impl DegraphEngine {
    pub fn builder(registry: RuleRegistry) -> EngineBuilder {
        EngineBuilder {
            registry,
            config: EngineConfig::default(),
            sink: None,
            graph: None,
            documents: None,
        }
    }

    /// Enqueue a change, returning its sequence number.
    ///
    /// A newer change for the same id supersedes any older one still
    /// queued or running.
    pub fn submit(&self, event: ChangeEvent) -> Result<u64, EngineError> {
        let inner = &self.inner;
        let token = CancellationToken::new();
        let seq = {
            let mut slot = inner.changes.entry(event.id.clone()).or_default();
            let seq = inner.sequence.fetch_add(1, Ordering::SeqCst) + 1;
            slot.latest = seq;
            slot.outstanding += 1;
            std::mem::replace(&mut slot.token, token.clone()).cancel();
            seq
        };
        EngineStats::bump(&inner.stats.submitted);
        debug!(id = %event.id, seq, "change submitted");

        inner.enqueue(Job::Change {
            id: event.id,
            kind: event.kind,
            seq,
            token,
            attempt: 0,
        })?;
        Ok(seq)
    }

    pub fn upsert(&self, id: NodeId, document: Document) -> Result<u64, EngineError> {
        self.submit(ChangeEvent::upsert(id, document))
    }

    pub fn delete(&self, id: NodeId) -> Result<u64, EngineError> {
        self.submit(ChangeEvent::delete(id))
    }

    /// Resolve once no job is queued, running or waiting for a retry.
    pub async fn drain(&self) {
        loop {
            let notified = self.inner.idle.notified();
            if self.inner.pending.load(Ordering::SeqCst) == 0 {
                return;
            }
            notified.await;
        }
    }

    pub fn stats(&self) -> StatsSnapshot {
        self.inner.stats.snapshot()
    }

    pub fn dead_letters(&self) -> Vec<DeadLetter> {
        self.inner
            .dead_letters
            .lock()
            .map(|letters| letters.clone())
            .unwrap_or_default()
    }

    pub fn graph(&self) -> &Arc<GraphStore> {
        &self.inner.graph
    }

    pub fn documents(&self) -> &Arc<DocumentStore> {
        &self.inner.documents
    }

    pub fn dependencies(&self) -> &Arc<DependencyIndex> {
        self.inner.propagator.index()
    }

    pub fn config(&self) -> &EngineConfig {
        &self.inner.config
    }

    /// The rules currently in effect
    pub fn rules(&self) -> Arc<RuleRegistry> {
        self.inner.rules()
    }

    /// Swap in a new rule set while the engine runs.
    ///
    /// Targets of rules that no longer exist are deleted from the sink.
    /// Every stored document whose source key has added, removed or edited
    /// rules is resubmitted, so its graph edges and targets follow the new
    /// rules and propagation reaches the documents that walk to it.
    pub async fn reload_rules(&self, registry: RuleRegistry) -> Result<ReloadReport, EngineError> {
        if registry.is_empty() {
            return Err(EngineError::NoRules);
        }
        let inner = &self.inner;
        let previous = inner.rules();
        let retired = previous.retired_in(&registry);
        let mut report = ReloadReport {
            changed: previous.changed_sources(&registry),
            ..Default::default()
        };
        inner.swap_rules(registry);

        for (source, target) in retired {
            for id in inner.documents.ids_of(&source) {
                let target_id = id.retarget(&target);
                let lock = inner.lock_for(&id);
                {
                    let _guard = lock.lock().await;
                    inner.sink.delete(&target_id).await?;
                    inner.written.remove(&target_id);
                }
                inner.release(&id, lock);
                EngineStats::bump(&inner.stats.retracted);
                report.retracted += 1;
            }
        }

        for key in &report.changed {
            for id in inner.documents.ids_of(key) {
                if let Some(document) = inner.documents.get(&id) {
                    self.upsert(id, document)?;
                    report.resubmitted += 1;
                }
            }
        }

        info!(
            changed = report.changed.len(),
            resubmitted = report.resubmitted,
            retracted = report.retracted,
            "rules reloaded"
        );
        Ok(report)
    }

    /// Source documents with change bookkeeping still held
    pub fn tracked_ids(&self) -> usize {
        self.inner.changes.len()
    }

    /// Stop the workers. Queued jobs are dropped.
    pub fn shutdown(&self) {
        if let Ok(mut workers) = self.workers.lock() {
            for handle in workers.drain(..) {
                handle.abort();
            }
        }
        info!("degraph engine stopped");
    }
}

impl Drop for DegraphEngine {
    fn drop(&mut self) {
        if let Ok(mut workers) = self.workers.lock() {
            for handle in workers.drain(..) {
                handle.abort();
            }
        }
    }
}
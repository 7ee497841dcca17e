//! Directed, labeled edges owned by the extraction that produced them

use super::node::{NodeId, Properties};
use serde::{Deserialize, Serialize};

/// Direction for walking edges.
///
/// `Out` follows edges whose `from` is the current node (children are the
/// `to` side); `In` follows edges whose `to` is the current node (children
/// are the `from` side).
#[derive(Debug, Clone, Copy, PartialEq, Eq, Hash, PartialOrd, Ord, Default, Serialize, Deserialize)]
#[serde(rename_all = "UPPERCASE")]
pub enum Direction {
    In,
    #[default]
    Out,
}

impl Direction {
    pub fn opposite(self) -> Self {
        match self {
            Direction::In => Direction::Out,
            Direction::Out => Direction::In,
        }
    }
}

impl std::fmt::Display for Direction {
    fn fmt(&self, f: &mut std::fmt::Formatter<'_>) -> std::fmt::Result {
        match self {
            Direction::In => write!(f, "IN"),
            Direction::Out => write!(f, "OUT"),
        }
    }
}

/// Unique identifier for a committed edge
#[derive(Debug, Clone, Copy, PartialEq, Eq, Hash, PartialOrd, Ord, Serialize, Deserialize)]
#[serde(transparent)]
pub struct EdgeId(u64);

impl EdgeId {
    pub(crate) fn new(raw: u64) -> Self {
        Self(raw)
    }
}

impl std::fmt::Display for EdgeId {
    fn fmt(&self, f: &mut std::fmt::Formatter<'_>) -> std::fmt::Result {
        write!(f, "e{}", self.0)
    }
}

/// An edge as declared by an extraction, before the store assigns it an id.
#[derive(Debug, Clone, PartialEq, Serialize, Deserialize)]
pub struct EdgeSpec {
    pub label: String,
    pub from: NodeId,
    pub to: NodeId,
    pub properties: Properties,
}

impl EdgeSpec {
    pub fn new(label: impl Into<String>, from: NodeId, to: NodeId) -> Self {
        Self {
            label: label.into(),
            from,
            to,
            properties: Properties::new(),
        }
    }

    pub fn with_properties(mut self, properties: Properties) -> Self {
        self.properties = properties;
        self
    }
}

/// A committed edge.
#[derive(Debug, Clone, PartialEq, Serialize, Deserialize)]
pub struct Edge {
    pub id: EdgeId,
    pub label: String,
    pub from: NodeId,
    pub to: NodeId,
    /// The document whose extraction produced this edge
    pub owner: NodeId,
    pub properties: Properties,
}

impl Edge {
    pub(crate) fn from_spec(id: EdgeId, owner: NodeId, spec: EdgeSpec) -> Self {
        Self {
            id,
            label: spec.label,
            from: spec.from,
            to: spec.to,
            owner,
            properties: spec.properties,
        }
    }

    /// The node reached by following this edge in `direction`.
    pub fn endpoint(&self, direction: Direction) -> &NodeId {
        match direction {
            Direction::Out => &self.to,
            Direction::In => &self.from,
        }
    }

    /// The node on the other side of `node`
    pub fn other(&self, node: &NodeId) -> &NodeId {
        if &self.from == node {
            &self.to
        } else {
            &self.from
        }
    }

    /// Same label, endpoints and properties as a declared edge
    pub fn matches_spec(&self, spec: &EdgeSpec) -> bool {
        self.label == spec.label
            && self.from == spec.from
            && self.to == spec.to
            && self.properties == spec.properties
    }
}
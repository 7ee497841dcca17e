//! Value resolution policies shared by transforms and reducers
//!
//! Both the top-level transform of a rule and any reducer reading a child
//! document resolve titles and dates through these functions, so the
//! policies exist exactly once.

use serde_json::Value;

/// Owner whose values win in [`best_value`].
pub const PREFERRED_OWNER: &str = "BROADCASTER";

/// Follow a dotted path (`"a.b.0.c"`) into a document.
///
/// Numeric segments index into arrays. Returns `None` when any segment is
/// missing.
pub fn lookup<'a>(document: &'a Value, path: &str) -> Option<&'a Value> {
    if path.is_empty() {
        return Some(document);
    }
    path.split('.').try_fold(document, |current, segment| match current {
        Value::Object(map) => map.get(segment),
        Value::Array(items) => segment.parse::<usize>().ok().and_then(|i| items.get(i)),
        _ => None,
    })
}

/// Loose truthiness: `null`, `false`, `0`, and `""` are false; everything
/// else, including empty arrays and objects, is true.
pub fn is_truthy(value: &Value) -> bool {
    match value {
        Value::Null => false,
        Value::Bool(b) => *b,
        Value::Number(n) => n.as_f64().is_some_and(|f| f != 0.0 && !f.is_nan()),
        Value::String(s) => !s.is_empty(),
        Value::Array(_) | Value::Object(_) => true,
    }
}

fn entries(value: &Value) -> Vec<&Value> {
    match value {
        Value::Array(items) => items.iter().collect(),
        Value::Object(map) => map.values().collect(),
        _ => Vec::new(),
    }
}

fn str_field<'a>(entry: &'a Value, key: &str) -> Option<&'a str> {
    entry.get(key).and_then(Value::as_str)
}

/// Pick one value from a multi-valued field such as `titles`.
///
/// Preference order: the entry owned by [`PREFERRED_OWNER`] with a matching
/// `type`; else the first entry with a matching `type`; else the first
/// entry; else an empty string.
pub fn best_value(document: &Value, key: &str, value_type: &str) -> Value {
    let Some(field) = document.get(key).filter(|v| is_truthy(v)) else {
        return Value::String(String::new());
    };
    let candidates = entries(field);
    let type_matches = |entry: &Value| str_field(entry, "type") == Some(value_type);

    let chosen = candidates
        .iter()
        .copied()
        .find(|entry| type_matches(*entry) && str_field(*entry, "owner") == Some(PREFERRED_OWNER))
        .or_else(|| candidates.iter().copied().find(|entry| type_matches(*entry)))
        .or_else(|| candidates.first().copied());

    match chosen {
        Some(entry) => entry.get("value").cloned().unwrap_or(Value::Null),
        None => Value::String(String::new()),
    }
}

/// Resolve when a document was (or will be) published.
///
/// The first scheduled event's start, else `publishStart`, else
/// `creationDate`, else `null`.
pub fn publish_date(document: &Value) -> Value {
    if let Some(first) = document
        .get("scheduleEvents")
        .and_then(Value::as_array)
        .and_then(|events| events.first())
    {
        return first.get("start").cloned().unwrap_or(Value::Null);
    }
    ["publishStart", "creationDate"]
        .iter()
        .filter_map(|key| document.get(*key))
        .find(|v| is_truthy(v))
        .cloned()
        .unwrap_or(Value::Null)
}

----

-- PROBLEM REQUIREMENTS --
Return each line from the data where the string "previous" can be found.

-- EXPECTED ANSWER --
        let previous = inner.rules();
        let retired = previous.retired_in(&registry);
            changed: previous.changed_sources(&registry),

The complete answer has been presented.